Content starts

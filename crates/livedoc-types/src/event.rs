//! The stream event envelope.
//!
//! Every frame on a workspace stream carries one JSON object:
//!
//! ```json
//! {"type": "document", "payload": "# Lecture 1 ...", "timestamp": "2025-08-04T10:00:00Z"}
//! ```
//!
//! `type` drives dispatch. Kinds this client does not know about still decode
//! (as [`EventKind::Unknown`]) so that newer servers can add event kinds
//! without breaking older clients.

use std::fmt;

use serde::{Deserialize, Serialize};
use serde_json::Value;
use strum::EnumString;

/// Dispatch key of a [`StreamEvent`].
#[derive(Clone, Debug, PartialEq, Eq, Hash, Serialize, Deserialize, EnumString)]
#[serde(from = "String", into = "String")]
pub enum EventKind {
    /// Full replacement of the document text.
    #[strum(serialize = "document")]
    Document,
    /// One structured log record, appended.
    #[strum(serialize = "log")]
    Log,
    /// Wholesale replacement of the citation list.
    #[strum(serialize = "source")]
    Source,
    /// Run status token.
    #[strum(serialize = "status")]
    Status,
    /// Export status token.
    #[strum(serialize = "export")]
    Export,
    /// Anything else. Carried verbatim, never an error.
    #[strum(default)]
    Unknown(String),
}

impl EventKind {
    pub fn as_str(&self) -> &str {
        match self {
            EventKind::Document => "document",
            EventKind::Log => "log",
            EventKind::Source => "source",
            EventKind::Status => "status",
            EventKind::Export => "export",
            EventKind::Unknown(s) => s,
        }
    }

    /// Whether this client knows how to apply the kind.
    pub fn is_known(&self) -> bool {
        !matches!(self, EventKind::Unknown(_))
    }
}

impl From<String> for EventKind {
    fn from(s: String) -> Self {
        // EnumString with a default variant is infallible.
        s.parse().unwrap_or(EventKind::Unknown(s))
    }
}

impl From<EventKind> for String {
    fn from(kind: EventKind) -> String {
        match kind {
            EventKind::Unknown(s) => s,
            known => known.as_str().to_string(),
        }
    }
}

impl fmt::Display for EventKind {
    fn fmt(&self, f: &mut fmt::Formatter<'_>) -> fmt::Result {
        f.write_str(self.as_str())
    }
}

/// Failure to decode a frame into a [`StreamEvent`].
#[derive(Debug, thiserror::Error)]
pub enum EventDecodeError {
    #[error("malformed event JSON: {0}")]
    Json(#[from] serde_json::Error),
}

/// One typed, timestamped unit of inbound workspace data.
#[derive(Clone, Debug, PartialEq, Serialize, Deserialize)]
pub struct StreamEvent {
    #[serde(rename = "type", alias = "kind")]
    pub kind: EventKind,
    #[serde(default)]
    pub payload: Value,
    #[serde(default)]
    pub timestamp: String,
}

impl StreamEvent {
    /// Build an event; `kind` accepts a wire name or an [`EventKind`].
    pub fn new(kind: impl Into<String>, payload: Value, timestamp: impl Into<String>) -> Self {
        Self {
            kind: EventKind::from(kind.into()),
            payload,
            timestamp: timestamp.into(),
        }
    }

    /// Decode one frame's data.
    pub fn from_json(data: &str) -> Result<Self, EventDecodeError> {
        Ok(serde_json::from_str(data)?)
    }

    /// The payload read as a full document text.
    ///
    /// Strings are taken as-is, `null` is the empty document, and any other
    /// value is rendered as compact JSON.
    pub fn document_text(&self) -> String {
        match &self.payload {
            Value::String(s) => s.clone(),
            Value::Null => String::new(),
            other => other.to_string(),
        }
    }

    /// The payload read as a citation list. Non-array payloads clear the list.
    pub fn source_list(&self) -> Vec<Value> {
        match &self.payload {
            Value::Array(items) => items.clone(),
            _ => Vec::new(),
        }
    }

    /// The payload coerced to a status token.
    pub fn status_text(&self) -> String {
        match &self.payload {
            Value::String(s) => s.clone(),
            other => other.to_string(),
        }
    }
}

#[cfg(test)]
mod tests {
    use super::*;
    use serde_json::json;

    #[test]
    fn test_decode_document_event() {
        let ev = StreamEvent::from_json(
            r#"{"type":"document","payload":"hello","timestamp":"2025-08-04T10:00:00Z"}"#,
        )
        .unwrap();
        assert_eq!(ev.kind, EventKind::Document);
        assert_eq!(ev.document_text(), "hello");
        assert_eq!(ev.timestamp, "2025-08-04T10:00:00Z");
    }

    #[test]
    fn test_decode_kind_alias() {
        let ev = StreamEvent::from_json(r#"{"kind":"log","payload":{"msg":"x"}}"#).unwrap();
        assert_eq!(ev.kind, EventKind::Log);
        assert_eq!(ev.timestamp, "");
    }

    #[test]
    fn test_unknown_kind_decodes() {
        let ev = StreamEvent::from_json(r#"{"type":"telemetry","payload":1,"timestamp":"t"}"#)
            .unwrap();
        assert_eq!(ev.kind, EventKind::Unknown("telemetry".into()));
        assert!(!ev.kind.is_known());
        assert_eq!(ev.kind.as_str(), "telemetry");
    }

    #[test]
    fn test_malformed_json_is_error() {
        assert!(StreamEvent::from_json("{not json").is_err());
        assert!(StreamEvent::from_json(r#"{"payload":1}"#).is_err());
    }

    #[test]
    fn test_missing_payload_is_null() {
        let ev = StreamEvent::from_json(r#"{"type":"document"}"#).unwrap();
        assert_eq!(ev.payload, Value::Null);
        assert_eq!(ev.document_text(), "");
    }

    #[test]
    fn test_kind_serializes_as_type() {
        let ev = StreamEvent::new("export", json!("ready"), "t");
        let text = serde_json::to_string(&ev).unwrap();
        assert!(text.contains(r#""type":"export""#));
        let back = StreamEvent::from_json(&text).unwrap();
        assert_eq!(back, ev);
    }

    #[test]
    fn test_payload_coercions() {
        let ev = StreamEvent::new("document", json!({"markdown": "x"}), "");
        assert_eq!(ev.document_text(), r#"{"markdown":"x"}"#);

        let ev = StreamEvent::new("source", json!(["u1", "u2"]), "");
        assert_eq!(ev.source_list(), vec![json!("u1"), json!("u2")]);
        let ev = StreamEvent::new("source", json!({"url": "u1"}), "");
        assert!(ev.source_list().is_empty());

        let ev = StreamEvent::new("status", json!("running"), "");
        assert_eq!(ev.status_text(), "running");
        let ev = StreamEvent::new("export", json!(3), "");
        assert_eq!(ev.status_text(), "3");
    }
}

Content ends

What is being asked: The output should match the records above exactly, line for line.

Exercise response:
filename crates/livedoc-types/src/event.rs
//! The stream event envelope.
//!
//! Every frame on a workspace stream carries one JSON object:
//!
//! ```json
//! {"type": "document", "payload": "# Lecture 1 ...", "timestamp": "2025-08-04T10:00:00Z"}
//! ```
//!
//! `type` drives dispatch. Kinds this client does not know about still decode
//! (as [`EventKind::Unknown`]) so that newer servers can add event kinds
//! without breaking older clients.

use std::fmt;

use serde::{Deserialize, Serialize};
use serde_json::Value;
use strum::EnumString;

/// Dispatch key of a [`StreamEvent`].
#[derive(Clone, Debug, PartialEq, Eq, Hash, Serialize, Deserialize, EnumString)]
#[serde(from = "String", into = "String")]
pub enum EventKind {
    /// Full replacement of the document text.
    #[strum(serialize = "document")]
    Document,
    /// One structured log record, appended.
    #[strum(serialize = "log")]
    Log,
    /// Wholesale replacement of the citation list.
    #[strum(serialize = "source")]
    Source,
    /// Run status token.
    #[strum(serialize = "status")]
    Status,
    /// Export status token.
    #[strum(serialize = "export")]
    Export,
    /// Anything else. Carried verbatim, never an error.
    #[strum(default)]
    Unknown(String),
}

impl EventKind {
    pub fn as_str(&self) -> &str {
        match self {
            EventKind::Document => "document",
            EventKind::Log => "log",
            EventKind::Source => "source",
            EventKind::Status => "status",
            EventKind::Export => "export",
            EventKind::Unknown(s) => s,
        }
    }

    /// Whether this client knows how to apply the kind.
    pub fn is_known(&self) -> bool {
        !matches!(self, EventKind::Unknown(_))
    }
}

impl From<String> for EventKind {
    fn from(s: String) -> Self {
        // EnumString with a default variant is infallible.
        s.parse().unwrap_or(EventKind::Unknown(s))
    }
}

impl From<EventKind> for String {
    fn from(kind: EventKind) -> String {
        match kind {
            EventKind::Unknown(s) => s,
            known => known.as_str().to_string(),
        }
    }
}

impl fmt::Display for EventKind {
    fn fmt(&self, f: &mut fmt::Formatter<'_>) -> fmt::Result {
        f.write_str(self.as_str())
    }
}

/// Failure to decode a frame into a [`StreamEvent`].
#[derive(Debug, thiserror::Error)]
pub enum EventDecodeError {
    #[error("malformed event JSON: {0}")]
    Json(#[from] serde_json::Error),
}

/// One typed, timestamped unit of inbound workspace data.
#[derive(Clone, Debug, PartialEq, Serialize, Deserialize)]
pub struct StreamEvent {
    #[serde(rename = "type", alias = "kind")]
    pub kind: EventKind,
    #[serde(default)]
    pub payload: Value,
    #[serde(default)]
    pub timestamp: String,
}

impl StreamEvent {
    /// Build an event; `kind` accepts a wire name or an [`EventKind`].
    pub fn new(kind: impl Into<String>, payload: Value, timestamp: impl Into<String>) -> Self {
        Self {
            kind: EventKind::from(kind.into()),
            payload,
            timestamp: timestamp.into(),
        }
    }

    /// Decode one frame's data.
    pub fn from_json(data: &str) -> Result<Self, EventDecodeError> {
        Ok(serde_json::from_str(data)?)
    }

    /// The payload read as a full document text.
    ///
    /// Strings are taken as-is, `null` is the empty document, and any other
    /// value is rendered as compact JSON.
    pub fn document_text(&self) -> String {
        match &self.payload {
            Value::String(s) => s.clone(),
            Value::Null => String::new(),
            other => other.to_string(),
        }
    }

    /// The payload read as a citation list. Non-array payloads clear the list.
    pub fn source_list(&self) -> Vec<Value> {
        match &self.payload {
            Value::Array(items) => items.clone(),
            _ => Vec::new(),
        }
    }

    /// The payload coerced to a status token.
    pub fn status_text(&self) -> String {
        match &self.payload {
            Value::String(s) => s.clone(),
            other => other.to_string(),
        }
    }
}

#[cfg(test)]
mod tests {
    use super::*;
    use serde_json::json;

    #[test]
    fn test_decode_document_event() {
        let ev = StreamEvent::from_json(
            r#"{"type":"document","payload":"hello","timestamp":"2025-08-04T10:00:00Z"}"#,
        )
        .unwrap();
        assert_eq!(ev.kind, EventKind::Document);
        assert_eq!(ev.document_text(), "hello");
        assert_eq!(ev.timestamp, "2025-08-04T10:00:00Z");
    }

    #[test]
    fn test_decode_kind_alias() {
        let ev = StreamEvent::from_json(r#"{"kind":"log","payload":{"msg":"x"}}"#).unwrap();
        assert_eq!(ev.kind, EventKind::Log);
        assert_eq!(ev.timestamp, "");
    }

    #[test]
    fn test_unknown_kind_decodes() {
        let ev = StreamEvent::from_json(r#"{"type":"telemetry","payload":1,"timestamp":"t"}"#)
            .unwrap();
        assert_eq!(ev.kind, EventKind::Unknown("telemetry".into()));
        assert!(!ev.kind.is_known());
        assert_eq!(ev.kind.as_str(), "telemetry");
    }

    #[test]
    fn test_malformed_json_is_error() {
        assert!(StreamEvent::from_json("{not json").is_err());
        assert!(StreamEvent::from_json(r#"{"payload":1}"#).is_err());
    }

    #[test]
    fn test_missing_payload_is_null() {
        let ev = StreamEvent::from_json(r#"{"type":"document"}"#).unwrap();
        assert_eq!(ev.payload, Value::Null);
        assert_eq!(ev.document_text(), "");
    }

    #[test]
    fn test_kind_serializes_as_type() {
        let ev = StreamEvent::new("export", json!("ready"), "t");
        let text = serde_json::to_string(&ev).unwrap();
        assert!(text.contains(r#""type":"export""#));
        let back = StreamEvent::from_json(&text).unwrap();
        assert_eq!(back, ev);
    }

    #[test]
    fn test_payload_coercions() {
        let ev = StreamEvent::new("document", json!({"markdown": "x"}), "");
        assert_eq!(ev.document_text(), r#"{"markdown":"x"}"#);

        let ev = StreamEvent::new("source", json!(["u1", "u2"]), "");
        assert_eq!(ev.source_list(), vec![json!("u1"), json!("u2")]);
        let ev = StreamEvent::new("source", json!({"url": "u1"}), "");
        assert!(ev.source_list().is_empty());

        let ev = StreamEvent::new("status", json!("running"), "");
        assert_eq!(ev.status_text(), "running");
        let ev = StreamEvent::new("export", json!(3), "");
        assert_eq!(ev.status_text(), "3");
    }
}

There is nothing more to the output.